Type I interferons: crucial participants in disease amplification in autoimmunity

Mounting evidence indicates a role for interferons in the pathogenesis of systemic autoimmunity. This Review focuses on the role of the type I interferon pathway in the development of systemic autoimmune diseases, describing the mechanisms by which these cytokines are produced and how they exert their effects in both the normal antiviral immune response and in autoimmune disease. A significant body of data implicates the type I interferon (IFN) pathway in the pathogenesis of autoimmune rheumatic diseases. In these disorders, a self-reinforcing cycle of IFN production can contribute to immunopathology through multiple mechanisms. Type I IFN cytokines are pleiotropic in their effects, mediating antiviral and antitumor activities, and possess numerous immunomodulatory functions for both the innate and adaptive immune responses.

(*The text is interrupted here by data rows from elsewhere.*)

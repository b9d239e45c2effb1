use std::env;

use anyhow::{Context, Result};
use opentelemetry::{global, KeyValue};
use opentelemetry_sdk::{
    propagation::TraceContextPropagator,
    resource::Resource,
    runtime::Tokio,
    trace::{self as sdktrace, Sampler},
};
use tracing::{info, warn, Subscriber};
use tracing_opentelemetry::OpenTelemetryLayer;
use tracing_subscriber::{
    fmt, layer::SubscriberExt, registry::LookupSpan, util::SubscriberInitExt, EnvFilter,
};

pub const SAMPLING_RATE_ENV: &str = "STASH_OTEL_SAMPLING_RATE";

/// Flushes the OTLP pipeline when dropped.
#[derive(Debug)]
pub struct TelemetryGuard {
    otel_enabled: bool,
}

impl Drop for TelemetryGuard {
    fn drop(&mut self) {
        if self.otel_enabled {
            global::shutdown_tracer_provider();
        }
    }
}

/// Trace sampling ratio plus a warning when the configured value was unusable.
#[derive(Debug, Clone, PartialEq)]
pub struct SamplingRate {
    pub ratio: f64,
    pub warning: Option<String>,
}

impl Default for SamplingRate {
    fn default() -> Self {
        Self {
            ratio: 1.0,
            warning: None,
        }
    }
}

impl SamplingRate {
    /// `None` samples everything; out-of-range numbers are clamped and
    /// anything unparsable falls back to 1.0.
    pub fn parse(raw: Option<&str>) -> Self {
        let Some(raw) = raw.map(str::trim) else {
            return Self::default();
        };
        match raw.parse::<f64>() {
            Ok(ratio) if (0.0..=1.0).contains(&ratio) => Self {
                ratio,
                warning: None,
            },
            Ok(ratio) if ratio.is_finite() => {
                let clamped = ratio.clamp(0.0, 1.0);
                Self {
                    ratio: clamped,
                    warning: Some(format!("{SAMPLING_RATE_ENV}={raw} clamped to {clamped}")),
                }
            }
            _ => Self {
                ratio: 1.0,
                warning: Some(format!(
                    "{SAMPLING_RATE_ENV}='{raw}' is not a ratio between 0.0 and 1.0; sampling everything"
                )),
            },
        }
    }
}

/// Installs the global subscriber: env filter (default `info`), console
/// output, and an OTLP exporter unless sampling is disabled.
pub fn init(service_name: &str) -> Result<TelemetryGuard> {
    let filter = EnvFilter::try_from_default_env().unwrap_or_else(|_| EnvFilter::new("info"));
    let sampling = SamplingRate::parse(env::var(SAMPLING_RATE_ENV).ok().as_deref());

    let (otel, otel_error) = match otel_layer(service_name, sampling.ratio) {
        Ok(layer) => (layer, None),
        Err(error) => (None, Some(error)),
    };
    let otel_enabled = otel.is_some();

    tracing_subscriber::registry()
        .with(filter)
        .with(fmt::layer())
        .with(otel)
        .try_init()
        .context("installing tracing subscriber")?;

    if let Some(message) = sampling.warning {
        warn!("{message}");
    }
    if let Some(error) = otel_error {
        warn!(%error, "OTLP exporter unavailable; logging to console only");
    }
    info!(
        service = service_name,
        sampling_ratio = sampling.ratio,
        otel_enabled,
        "telemetry initialized"
    );

    Ok(TelemetryGuard { otel_enabled })
}

fn otel_layer<S>(
    service_name: &str,
    ratio: f64,
) -> Result<Option<OpenTelemetryLayer<S, sdktrace::Tracer>>>
where
    S: Subscriber + for<'span> LookupSpan<'span>,
{
    if ratio <= 0.0 {
        return Ok(None);
    }

    global::set_text_map_propagator(TraceContextPropagator::new());

    let tracer = opentelemetry_otlp::new_pipeline()
        .tracing()
        .with_exporter(opentelemetry_otlp::new_exporter().tonic())
        .with_trace_config(
            sdktrace::Config::default()
                .with_sampler(Sampler::TraceIdRatioBased(ratio))
                .with_resource(Resource::new(vec![KeyValue::new(
                    "service.name",
                    service_name.to_string(),
                )])),
        )
        .install_batch(Tokio)
        .context("building OTLP trace pipeline")?;

    Ok(Some(tracing_opentelemetry::layer().with_tracer(tracer)))
}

A key principle of the type I IFN system is rapid induction and amplification of the signaling pathway, which generates a feed-forward loop of IFN production, ensuring that a vigorous antiviral immune response is mounted. Although such feed-forward pathways are highly adaptive when it comes to rapid and effective virus eradication, this amplification can be maladaptive in immune responses directed against host tissues. Such feed-forward loops, however, create special opportunities for therapy.